Goods and services tax or, most commonly referred to as “GST” is an important type of indirect tax. GST is a kind of taxing system in which taxes are assessed and charged incrementally on the value that gets increased over the production and distribution process. Hence, GST is a kind of value additive taxation system. The purpose of this kind of taxation system is to compensate for the services and resources consumed in a particular locality or a particular state. These utilised services and resources are compensated by the taxpayers in the form of GST. This kind of taxing system is now deployed widely throughout the world.

Luckily, now India also follows the GST system of taxation. It is the latest development in the Indian taxation arena, which came into effect on midnight of June 30, 2017. The system replaced the existing VAT system of tax collection. GST was introduced through the One Hundred and First Amendment to the Constitution of India. GST mechanism successfully replaced multiple categories of tax that were previously collected by the government at various levels. Currently, there are five tax brackets of GST: 0 per cent, 5 per cent, 12 per cent, 18 per cent, and 28 per cent.  Besides this, petrol & petroleum products, electricity and alcoholic drinks are not included in the GST regime.

Some of the key advantages of GST include:

  • Removal of multiple levels of taxes such as VAT, sales tax, and excise duty
  • Ease of implementation and simplification of the tax collection process
  • GST removes the cascading effects of various taxes that are levied over one another
  • The decline in prices of commodities that are in the lower tax regime
  • Streamlining of the supply chain and concentration of production process
  • Reduction in black marketing and parallel economy.

Moreover, there are certain indirect benefits of GST as well that includes: saving time and efforts and increase production and consumption of goods & services.

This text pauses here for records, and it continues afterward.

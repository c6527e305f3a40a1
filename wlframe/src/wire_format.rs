use crate::protocol::{WireMessage, WireValue::*};
use std::{io, os::fd::RawFd};

/// Wayland refuses messages bigger than this on both ends.
pub const MAX_MESSAGE_SIZE: usize = 4096;

#[derive(Debug, Clone, Copy, PartialEq, Eq)]
pub struct WireMsgHeader {
    pub object_id: u32,
    pub length: u16,
    pub opcode: u16,
}

impl WireMsgHeader {
    pub const WIRE_SIZE: usize = 4 + 2 + 2;

    pub fn build(data: &[u8]) -> Self {
        assert!(data.len() >= Self::WIRE_SIZE);

        let object_id = u32_from_bytes(&data[..4]);
        let len_and_opcode = u32_from_bytes(&data[4..8]);

        Self {
            object_id,
            opcode: (len_and_opcode & 0xFFFF) as u16,
            length: (len_and_opcode >> 16) as u16,
        }
    }

    /// `None` when the advertised length cannot even hold the header.
    pub fn payload_len(&self) -> Option<usize> {
        (self.length as usize).checked_sub(Self::WIRE_SIZE)
    }
}

#[derive(Debug, Default)]
pub struct EncodedMessage {
    pub bytes: Vec<u8>,
    pub fds: Vec<RawFd>,
}

/// Fails with `InvalidInput` when the request would not fit in a single message.
pub fn encode(msg: &WireMessage<'_>) -> io::Result<EncodedMessage> {
    // 128 bytes is more than any request this crate sends.
    let mut encoded = EncodedMessage {
        bytes: Vec::with_capacity(128),
        fds: Vec::new(),
    };
    let buffer = &mut encoded.bytes;

    write_u32(buffer, msg.object_id);
    write_u32(buffer, 0); // filled in the end

    for value in msg.values {
        match value {
            Uint32(value) => write_u32(buffer, *value),
            Int32(value) => write_u32(buffer, *value as u32),
            Str(value) => {
                let bytes = value.as_bytes();
                write_u32(buffer, 1 + bytes.len() as u32); // +1 because of the null terminator
                buffer.extend_from_slice(bytes);
                buffer.push(0);
                pad(buffer);
            }
            Array(value) => {
                write_u32(buffer, value.len() as u32);
                buffer.extend_from_slice(value);
                pad(buffer);
            }
            FileDesc(fd) => encoded.fds.push(*fd),
        }
    }

    let total_size = buffer.len();
    if total_size > MAX_MESSAGE_SIZE {
        return Err(io::Error::new(
            io::ErrorKind::InvalidInput,
            format!(
                "request {} of object {} is {total_size} bytes, over {MAX_MESSAGE_SIZE}",
                msg.opcode, msg.object_id
            ),
        ));
    }
    debug_assert!(total_size % 4 == 0);

    let size_and_opcode = (total_size as u32) << 16 | msg.opcode as u32;
    buffer[4..8].copy_from_slice(&size_and_opcode.to_ne_bytes());

    Ok(encoded)
}

fn u32_from_bytes(data: &[u8]) -> u32 {
    let mut word = [0u8; 4];
    word.copy_from_slice(&data[..4]);
    u32::from_ne_bytes(word)
}

#[inline]
fn write_u32(buffer: &mut Vec<u8>, value: u32) {
    buffer.extend_from_slice(&value.to_ne_bytes())
}

#[inline]
fn pad(buffer: &mut Vec<u8>) {
    buffer.resize(aligned_size(buffer.len()), 0u8);
}

#[inline]
fn aligned_size(base_size: usize) -> usize {
    base_size.div_ceil(4) * 4
}

// parsing helper functions
pub mod parsing {
    use super::{aligned_size, u32_from_bytes};
    use std::str;

    pub type Result<T> = std::result::Result<T, Error>;

    #[derive(Debug, thiserror::Error)]
    pub enum Error {
        #[error("missing {0}")]
        MissingField(&'static str),
        #[error("invalid utf-8 string: {0}")]
        InvalidUtfString(#[from] str::Utf8Error),
        #[error("string is not null terminated")]
        UnterminatedString,
        // array byte size should be a multiple of 32 bits
        #[error("array byte size {0} is not a multiple of 4")]
        InvalidArrayByteSize(u32),
    }

    pub struct Cursor<'a> {
        data: &'a [u8],
        pos: usize,
    }

    impl<'a> Cursor<'a> {
        pub fn new(data: &'a [u8]) -> Self {
            Self { data, pos: 0 }
        }

        pub fn remaining(&self) -> usize {
            self.data.len() - self.pos
        }

        fn take(&mut self, size: usize, field: &'static str) -> Result<&'a [u8]> {
            if self.remaining() < size {
                return Err(Error::MissingField(field));
            }
            let bytes = &self.data[self.pos..self.pos + size];
            self.pos += size;
            Ok(bytes)
        }
    }

    /// Types that can appear as event arguments.
    pub trait WireArg: Sized {
        fn parse(cursor: &mut Cursor<'_>) -> Result<Self>;
    }

    impl WireArg for u32 {
        fn parse(cursor: &mut Cursor<'_>) -> Result<Self> {
            parse_u32(cursor)
        }
    }

    impl WireArg for i32 {
        fn parse(cursor: &mut Cursor<'_>) -> Result<Self> {
            parse_i32(cursor)
        }
    }

    impl WireArg for String {
        fn parse(cursor: &mut Cursor<'_>) -> Result<Self> {
            parse_str(cursor)
        }
    }

    impl WireArg for Vec<u32> {
        fn parse(cursor: &mut Cursor<'_>) -> Result<Self> {
            parse_u32_array(cursor)
        }
    }

    pub fn parse_u32(cursor: &mut Cursor<'_>) -> Result<u32> {
        Ok(u32_from_bytes(cursor.take(4, "4 bytes for u32/i32 integer")?))
    }

    pub fn parse_i32(cursor: &mut Cursor<'_>) -> Result<i32> {
        Ok(parse_u32(cursor)? as i32)
    }

    pub fn parse_u32_array(cursor: &mut Cursor<'_>) -> Result<Vec<u32>> {
        let size = parse_u32(cursor)?;
        if size % 4 != 0 {
            return Err(Error::InvalidArrayByteSize(size));
        }

        let bytes = cursor.take(size as usize, "array elements")?;
        Ok(bytes.chunks_exact(4).map(u32_from_bytes).collect())
    }

    pub fn parse_str(cursor: &mut Cursor<'_>) -> Result<String> {
        let str_size = parse_u32(cursor)? as usize;

        // a zero size is how the wire says "null string"
        if str_size == 0 {
            return Ok(String::new());
        }

        let padded = cursor.take(aligned_size(str_size), "string data")?;
        let (text, terminator) = padded[..str_size].split_at(str_size - 1);
        if terminator != [0] {
            return Err(Error::UnterminatedString);
        }

        Ok(str::from_utf8(text)?.to_string())
    }
}

#[cfg(test)]
mod test {
    use super::{parsing::*, *};
    use crate::protocol::WireValue;

    #[test]
    fn encodes_header_and_padded_string() {
        let values = [Uint32(7), Str("wl_shm".to_string())];
        let encoded = encode(&WireMessage {
            object_id: 2,
            opcode: 0,
            values: &values,
        })
        .unwrap();

        // header + u32 + (len + "wl_shm\0" padded to 8)
        assert_eq!(encoded.bytes.len(), 8 + 4 + 4 + 8);
        let header = WireMsgHeader::build(&encoded.bytes);
        assert_eq!(header.object_id, 2);
        assert_eq!(header.opcode, 0);
        assert_eq!(header.length as usize, encoded.bytes.len());

        let mut cursor = Cursor::new(&encoded.bytes[8..]);
        assert_eq!(parse_u32(&mut cursor).unwrap(), 7);
        assert_eq!(parse_str(&mut cursor).unwrap(), "wl_shm");
        assert_eq!(cursor.remaining(), 0);
    }

    #[test]
    fn file_descriptors_travel_out_of_band() {
        let values = [Uint32(4), WireValue::FileDesc(9), Int32(-1)];
        let encoded = encode(&WireMessage {
            object_id: 3,
            opcode: 0,
            values: &values,
        })
        .unwrap();

        assert_eq!(encoded.fds, vec![9]);
        assert_eq!(encoded.bytes.len(), 16);
    }

    #[test]
    fn oversized_request_is_refused() {
        let values = [Str("a".repeat(MAX_MESSAGE_SIZE))];
        let err = encode(&WireMessage {
            object_id: 10,
            opcode: 2,
            values: &values,
        })
        .unwrap_err();

        assert_eq!(err.kind(), io::ErrorKind::InvalidInput);
    }

    #[test]
    fn truncated_payload_is_reported() {
        let mut cursor = Cursor::new(&[1, 0]);
        assert!(matches!(
            parse_u32(&mut cursor),
            Err(Error::MissingField(_))
        ));

        let mut bytes = 8u32.to_ne_bytes().to_vec();
        bytes.extend_from_slice(b"abc");
        assert!(parse_str(&mut Cursor::new(&bytes)).is_err());
    }

    #[test]
    fn array_of_words() {
        let mut bytes = 8u32.to_ne_bytes().to_vec();
        bytes.extend_from_slice(&1u32.to_ne_bytes());
        bytes.extend_from_slice(&4u32.to_ne_bytes());
        assert_eq!(parse_u32_array(&mut Cursor::new(&bytes)).unwrap(), vec![1, 4]);

        let odd = 3u32.to_ne_bytes();
        assert!(matches!(
            parse_u32_array(&mut Cursor::new(&odd)),
            Err(Error::InvalidArrayByteSize(3))
        ));
    }
}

There are certain limitations of GST that are worth noting. The main limitations of GST include:

  • Increased costs of new software purchase to do GST accounting
  • Bringing compatibility in the pre and post GST tax rates
  • Multiple filings for organizations that having operations in many states
  • Higher tax impact on small and medium enterprises
  • Difficulty in getting employees who are versed in GST

The key impact of GST on the Indian Economy

GST is believed to be one of the biggest reforms in the Indian taxation system. The new regime is to introduce a host of changes to the overall functioning of the Indian economy. GST is also supposed to dramatically change the manner in which businesses conduct in the country. The key impacts of GST that are likely to affect Indian Economy include:

  • Reduction of the tax burden on manufacturers
  • The increasing pace of production and distribution process
  • Reduction of the travel time of trucks among various states of India

Moreover, GST will also lead to the removal of artificial trade barriers on account of multiple rates of taxes on the same commodity. The entire system will bring higher transparency in the tax collection process. GST will also bring down the existing customs duties that are charged on imports and exports. Hence, the regime is expected to make the foreign trade of India more competitive.